Financial advisor to JOT Automation Group Plc in the combination is Alfred Berg and financial advisor to PMJ automec Corporation is Evli Corporate Finance Ltd.

PRESS CONFERENCE

The companies shall hold a conference to the press and analysts regarding the merger today Monday, February 21, 2000 at 10 am in Kansallissali, Aleksanterinkatu 44.

A telephone conference in English for investors will be held on Monday, February 21, 2000 from 4.00 pm through 5.30 pm (GMT+2) (telephone number +358 800 176 476). Telephone conference will be held by JOT Automation Group Plc and IR Manager Irma-Liisa Korhonen will act as chairman in such conference.

JOT Automation Group Plc

Jorma Terentjeff
President, CEO

ENCLOSURE:

Merger Plan

The press release and merger plan are available after publication in Finnish and English on our web-site www.jotautomation.com and www.pmjautomec.com


For further information, please contact:

Jorma Terentjeff, tel. +358 20 568 2550 / +358 400 682 112
President, CEO
JOT Automation Group Plc

Markku Jokela, tel. +358 400 444 675
President, CEO
PMJ automec Corporation

Irma-Liisa Korhonen, tel. +358 20 568 2703 / +358 40 738 8325
IR Manager
JOT Automation Group Plc

Jarmo Kanervo, tel. +358 40 527 8802
Deputy Managing Director
PMJ automec Corporation


NEITHER THIS PRESS RELEASE NOR ANY COPY OF IT MAY BE TAKEN, TRANSMITTED INTO OR DISTRIBUTED IN THE UNITED STATES OF AMERICA OR ITS TERRITORIES OR POSSESSIONS.

MERGER PLAN

The boards of directors of JOT Automation Group Plc and PMJ automec Corporation have today approved the following Merger Plan:

1. Merger


JOT Automation Group Plc ('JOT') and PMJ automec Corporation ('PMJ') shall merge by forming a new acquiring limited liability company through a combination merger (the merger).
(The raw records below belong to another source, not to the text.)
//! Control loop: sensors in, one avoidance step, actuator out.
//!
//! ```text
//! every tick_interval_ms:
//!   range  = read ultrasonic (fail-open)
//!   frame  = newest detector frame, or the last one while still fresh
//!   ahead  = VisionObstacleFilter(frame)
//!   target = TargetBearingEstimator(frame)
//!   zone   = ObstacleFusion(ahead, range)
//!   cmd    = AvoidanceController::tick(zone)      (skipped in monitor mode)
//! ```
//!
//! The loop always ends with [`AvoidanceController::shutdown`], whether it
//! stopped on the running flag, the tick limit, or an actuator failure.

use std::sync::atomic::{AtomicBool, Ordering};
use std::time::{Duration, Instant};

use tracing::{debug, error, info};

use crate::config::{ControlMode, KavachConfig};
use crate::control::{AvoidanceController, DriveState};
use crate::devices::Device;
use crate::drivers::{ActuatorPort, DetectionSource, DriveCommand, RangeSensor, read_range};
use crate::error::Result;
use crate::perception::{ObstacleFusion, TargetBearingEstimator, VisionObstacleFilter};
use crate::types::{DetectionSet, RangeReading, TargetState, Zone};

/// Everything decided during one tick
#[derive(Debug, Clone)]
pub struct TickReport {
    pub zone: Zone,
    /// Controller state after the tick
    pub state: DriveState,
    pub range: RangeReading,
    pub vision_obstacle: bool,
    pub target: TargetState,
    /// Command dispatched this tick, if any
    pub command: Option<DriveCommand>,
}

/// Control loop over boxed device drivers
pub type DeviceLoop = ControlLoop<
    Box<dyn ActuatorPort + Send>,
    Box<dyn RangeSensor + Send>,
    Box<dyn DetectionSource + Send>,
>;

pub struct ControlLoop<A: ActuatorPort, R: RangeSensor, V: DetectionSource> {
    controller: AvoidanceController<A>,
    vision: VisionObstacleFilter,
    bearing: TargetBearingEstimator,
    fusion: ObstacleFusion,
    range_sensor: R,
    camera: V,
    mode: ControlMode,
    tick_interval: Duration,
    max_frame_age: Duration,
    /// Last detector frame and when it arrived
    last_frame: Option<(DetectionSet, Instant)>,
    ticks: u64,
}

impl DeviceLoop {
    pub fn from_device(config: &KavachConfig, device: Device) -> Result<Self> {
        Self::new(config, device.actuator, device.range_sensor, device.camera)
    }
}

impl<A: ActuatorPort, R: RangeSensor, V: DetectionSource> ControlLoop<A, R, V> {
    pub fn new(config: &KavachConfig, actuator: A, range_sensor: R, camera: V) -> Result<Self> {
        let controller = AvoidanceController::new(config, actuator)?;
        let fusion = ObstacleFusion::from_config(&config.zones)?;

        info!(
            "Control loop: mode={:?} tick={}ms zones danger<{}cm caution<{}cm",
            config.control.mode,
            config.control.tick_interval_ms,
            config.zones.danger_cm,
            config.zones.caution_cm
        );

        Ok(Self {
            controller,
            vision: VisionObstacleFilter::from_config(&config.perception),
            bearing: TargetBearingEstimator::from_config(&config.perception),
            fusion,
            range_sensor,
            camera,
            mode: config.control.mode,
            tick_interval: Duration::from_millis(config.control.tick_interval_ms),
            max_frame_age: Duration::from_millis(config.control.max_frame_age_ms),
            last_frame: None,
            ticks: 0,
        })
    }

    pub fn controller(&self) -> &AvoidanceController<A> {
        &self.controller
    }

    pub fn mode(&self) -> ControlMode {
        self.mode
    }

    /// Latest target estimate
    pub fn target(&self) -> &TargetState {
        self.bearing.state()
    }

    /// Ticks run so far
    pub fn ticks(&self) -> u64 {
        self.ticks
    }

    pub fn tick(&mut self) -> Result<TickReport> {
        self.tick_at(Instant::now())
    }

    /// Run one tick with an explicit clock reading.
    pub fn tick_at(&mut self, now: Instant) -> Result<TickReport> {
        self.ticks += 1;
        let range = read_range(&mut self.range_sensor);

        let (vision_obstacle, target) = if self.mode == ControlMode::UltrasonicOnly {
            (false, TargetState::none())
        } else {
            self.refresh_frame(now);
            let empty = DetectionSet::default();
            let frame = self.last_frame.as_ref().map_or(&empty, |(f, _)| f);
            (self.vision.check(frame), self.bearing.update_from(frame))
        };

        let zone = self.fusion.classify(vision_obstacle, range);

        let command = match self.mode {
            ControlMode::Monitor => {
                self.log_monitor(range, &target);
                None
            }
            ControlMode::Fused | ControlMode::UltrasonicOnly => self.controller.tick(zone, now)?,
        };

        let report = TickReport {
            zone,
            state: self.controller.state(),
            range,
            vision_obstacle,
            target,
            command,
        };
        debug!(
            "tick {}: zone={} state={} range={:?} ahead={} cmd={:?}",
            self.ticks,
            report.zone,
            report.state,
            report.range.distance(),
            report.vision_obstacle,
            report.command
        );
        Ok(report)
    }

    /// Tick until `running` clears or `max_ticks` is reached, then shut down.
    ///
    /// Returns the number of ticks run. An actuator failure ends the loop
    /// after a shutdown attempt and is returned as the error.
    pub fn run(&mut self, running: &AtomicBool, max_ticks: Option<u64>) -> Result<u64> {
        info!("Control loop running in {:?} mode", self.mode);

        let outcome = loop {
            if !running.load(Ordering::Relaxed) {
                info!("Stop requested");
                break Ok(());
            }
            if max_ticks.is_some_and(|max| self.ticks >= max) {
                info!("Reached tick limit ({})", self.ticks);
                break Ok(());
            }

            let started = Instant::now();
            if let Err(e) = self.tick_at(started) {
                error!("Tick {} failed: {}", self.ticks, e);
                break Err(e);
            }
            std::thread::sleep(self.tick_interval.saturating_sub(started.elapsed()));
        };

        let shutdown = self.controller.shutdown();
        info!(
            "Control loop finished after {} ticks, {} maneuver(s)",
            self.ticks,
            self.controller.maneuvers_completed()
        );
        outcome?;
        shutdown?;
        Ok(self.ticks)
    }

    fn refresh_frame(&mut self, now: Instant) {
        if let Some(frame) = self.camera.poll_detections() {
            self.last_frame = Some((frame, now));
            return;
        }

        if let Some((_, at)) = &self.last_frame
            && now.saturating_duration_since(*at) > self.max_frame_age
        {
            debug!("Detector frame expired, treating camera as clear");
            self.last_frame = None;
        }
    }

    fn log_monitor(&self, range: RangeReading, target: &TargetState) {
        let best = self.last_frame.as_ref().and_then(|(f, _)| f.best());
        let distance = range
            .distance()
            .map_or_else(|| "--".to_string(), |d| format!("{d:.1}cm"));
        match best {
            Some(d) => info!(
                "dist={} best class={} conf={:.2} center_x={:.0} | {}",
                distance,
                d.class_id,
                d.confidence,
                d.bbox.center_x(),
                target
            ),
            None => info!("dist={} no detections", distance),
        }
    }
}

#[cfg(test)]
mod tests {
    use super::*;
    use crate::control::ManeuverStep;
    use crate::devices::mock::{ActuatorCall, MockActuator};
    use crate::drivers::SensorError;
    use crate::types::{BoundingBox, Detection};
    use std::collections::VecDeque;

    struct ScriptedRange(VecDeque<std::result::Result<f64, SensorError>>);

    impl RangeSensor for ScriptedRange {
        fn read_distance_cm(&mut self) -> std::result::Result<f64, SensorError> {
            self.0.pop_front().unwrap_or(Err(SensorError::NoEcho))
        }
    }

    struct ScriptedCamera(VecDeque<Option<DetectionSet>>);

    impl DetectionSource for ScriptedCamera {
        fn poll_detections(&mut self) -> Option<DetectionSet> {
            self.0.pop_front().flatten()
        }
    }

    fn person_at(center_x: f64) -> DetectionSet {
        DetectionSet::with_detections(
            640,
            480,
            vec![Detection::new(
                0,
                0.9,
                BoundingBox::new(center_x - 40.0, 100.0, center_x + 40.0, 400.0),
            )],
        )
    }

    fn build(
        mode: ControlMode,
        ranges: Vec<std::result::Result<f64, SensorError>>,
        frames: Vec<Option<DetectionSet>>,
    ) -> (ControlLoop<MockActuator, ScriptedRange, ScriptedCamera>, MockActuator) {
        let mut config = KavachConfig::default();
        config.control.mode = mode;
        let actuator = MockActuator::recording();
        let handle = actuator.clone();
        let ctl = ControlLoop::new(
            &config,
            actuator,
            ScriptedRange(ranges.into()),
            ScriptedCamera(frames.into()),
        )
        .unwrap();
        (ctl, handle)
    }

    #[test]
    fn test_clear_road_cruises() {
        let (mut ctl, act) = build(
            ControlMode::Fused,
            vec![Ok(200.0)],
            vec![Some(DetectionSet::new(640, 480))],
        );

        let report = ctl.tick_at(Instant::now()).unwrap();
        assert_eq!(report.zone, Zone::Safe);
        assert_eq!(report.state, DriveState::Cruise);
        assert!(!report.target.has_target);
        assert_eq!(act.calls(), vec![ActuatorCall::Steer(0.0), ActuatorCall::Forward(25)]);
    }

    #[test]
    fn test_centered_detection_triggers_evasion_at_long_range() {
        let (mut ctl, act) = build(
            ControlMode::Fused,
            vec![Ok(200.0)],
            vec![Some(person_at(320.0))],
        );

        let report = ctl.tick_at(Instant::now()).unwrap();
        assert!(report.vision_obstacle);
        assert_eq!(report.zone, Zone::Danger);
        assert_eq!(report.state, DriveState::Evading);
        assert!(report.target.has_target);
        assert_eq!(act.calls(), vec![ActuatorCall::Stop]);
    }

    #[test]
    fn test_ultrasonic_only_ignores_the_camera() {
        let (mut ctl, act) = build(
            ControlMode::UltrasonicOnly,
            vec![Ok(200.0)],
            vec![Some(person_at(320.0))],
        );

        let report = ctl.tick_at(Instant::now()).unwrap();
        assert!(!report.vision_obstacle);
        assert_eq!(report.zone, Zone::Safe);
        assert!(!ctl.target().has_target);
        assert_eq!(act.calls(), vec![ActuatorCall::Steer(0.0), ActuatorCall::Forward(25)]);
    }

    #[test]
    fn test_monitor_mode_never_moves() {
        let (mut ctl, act) = build(
            ControlMode::Monitor,
            vec![Ok(10.0), Ok(40.0)],
            vec![Some(person_at(320.0)), None],
        );

        let t0 = Instant::now();
        let report = ctl.tick_at(t0).unwrap();
        assert_eq!(report.zone, Zone::Danger);
        assert!(report.command.is_none());
        ctl.tick_at(t0 + Duration::from_millis(50)).unwrap();
        assert!(act.calls().is_empty());
    }

    #[test]
    fn test_failed_range_read_is_far() {
        let (mut ctl, _act) = build(
            ControlMode::Fused,
            vec![Err(SensorError::Disconnected("echo pin".to_string()))],
            vec![None],
        );

        let report = ctl.tick_at(Instant::now()).unwrap();
        assert!(!report.range.valid);
        assert_eq!(report.zone, Zone::Safe);
    }

    #[test]
    fn test_missing_frame_reuses_last_until_it_expires() {
        let (mut ctl, _act) = build(
            ControlMode::Monitor,
            vec![],
            vec![Some(person_at(320.0)), None, None],
        );

        let t0 = Instant::now();
        assert!(ctl.tick_at(t0).unwrap().vision_obstacle);
        // Within max_frame_age_ms
        assert!(ctl.tick_at(t0 + Duration::from_millis(400)).unwrap().vision_obstacle);
        // Past it
        let stale = ctl.tick_at(t0 + Duration::from_millis(600)).unwrap();
        assert!(!stale.vision_obstacle);
        assert!(!stale.target.has_target);
    }

    #[test]
    fn test_maneuver_runs_across_ticks() {
        let ranges = vec![Ok(10.0), Ok(10.0), Ok(10.0), Ok(80.0)];
        let (mut ctl, act) = build(ControlMode::UltrasonicOnly, ranges, vec![]);

        let t0 = Instant::now();
        ctl.tick_at(t0).unwrap();
        assert_eq!(
            ctl.controller().maneuver().map(|m| m.step()),
            Some(ManeuverStep::Braking)
        );

        ctl.tick_at(t0 + Duration::from_millis(150)).unwrap();
        assert_eq!(
            ctl.controller().maneuver().map(|m| m.step()),
            Some(ManeuverStep::Reversing)
        );

        // Reversing still in progress
        let mid = ctl.tick_at(t0 + Duration::from_millis(300)).unwrap();
        assert!(mid.command.is_none());

        let done = ctl.tick_at(t0 + Duration::from_millis(700)).unwrap();
        assert_eq!(done.state, DriveState::Cruise);
        assert_eq!(ctl.controller().maneuvers_completed(), 1);
        assert_eq!(
            act.calls(),
            vec![
                ActuatorCall::Stop,
                ActuatorCall::Steer(25.0),
                ActuatorCall::Backward(15),
                ActuatorCall::Steer(0.0),
                ActuatorCall::Stop,
            ]
        );
    }

    #[test]
    fn test_run_honours_tick_limit_and_shuts_down() {
        let (mut ctl, act) = build(ControlMode::Fused, vec![Ok(200.0); 3], vec![]);
        let running = AtomicBool::new(true);

        assert_eq!(ctl.run(&running, Some(3)).unwrap(), 3);
        let calls = act.calls();
        assert_eq!(calls[calls.len() - 2..], [ActuatorCall::Stop, ActuatorCall::Steer(0.0)]);
        assert!(ctl.controller().is_shut_down());
    }

    #[test]
    fn test_run_returns_immediately_when_not_running() {
        let (mut ctl, act) = build(ControlMode::Fused, vec![], vec![]);
        let running = AtomicBool::new(false);

        assert_eq!(ctl.run(&running, None).unwrap(), 0);
        assert_eq!(act.calls(), vec![ActuatorCall::Stop, ActuatorCall::Steer(0.0)]);
    }
}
The proposed name of the new company (the 'Acquiring company') shall be JOT Automation Group Plc.

All assets and liabilities of JOT and PMJ will be transferred without liquidation proceedings to the Acquiring company and the shareholders of the merging companies will receive the shares of the Acquiring company as merger consideration.

2. Parties to the merger


JOT Automation Group Plc:
Register number: 610.301
Address: P.O. Box 45,
90461 Oulunsalo
Postal address: Automaatiotie 1, 90460 Oulunsalo
Domicile: Oulunsalo

PMJ automec Corporation:
Register number: 433.811
Address: Maksjoentie 11,
08700 Virkkala
Domicile: Lohja

3. The Acquiring Company


Company name: JOT Automation Group Plc
Register number: The Trade Register will issue a register number when the company is registered.
Domicile: Oulunsalo

4. Proposal for the Articles of Association of the Acquiring Company


The proposal for the articles of association of the Acquiring company has been attached to this Merger Plan as Appendix 1.

5. Proposal for the Share Capital of the Acquiring Company


The maximum amount of the Acquiring company's share capital shall be EUR 10,548,729.55. The final amount of the share capital will depend on the number of shareholders of the merging companies who require to have their shares redeemed and on the extent to which the shares of the merging companies can be converted to a round number of shares of the Acquiring company pursuant to the agreed exchange ratio as well as the number of shares that are subscribed for on the basis of the options described below in Paragraph 7 prior to the effectiveness of the merger.

If none of the shareholders of the merging companies require their shares to be redeemed, the shares of the merging companies can be converted to a round number of shares of the Acquiring company by application of the agreed exchange ratio, and no shares are subscribed on the basis of the options described below in Paragraph 7 prior to the effectiveness of the merger, the amount of the Acquiring company's share capital shall be EUR 10,141,532.80. The restricted own equity of the merging companies, which shall not be used to cover the share capital of the Acquiring company, shall be registered in the share premium fund of the Acquiring company.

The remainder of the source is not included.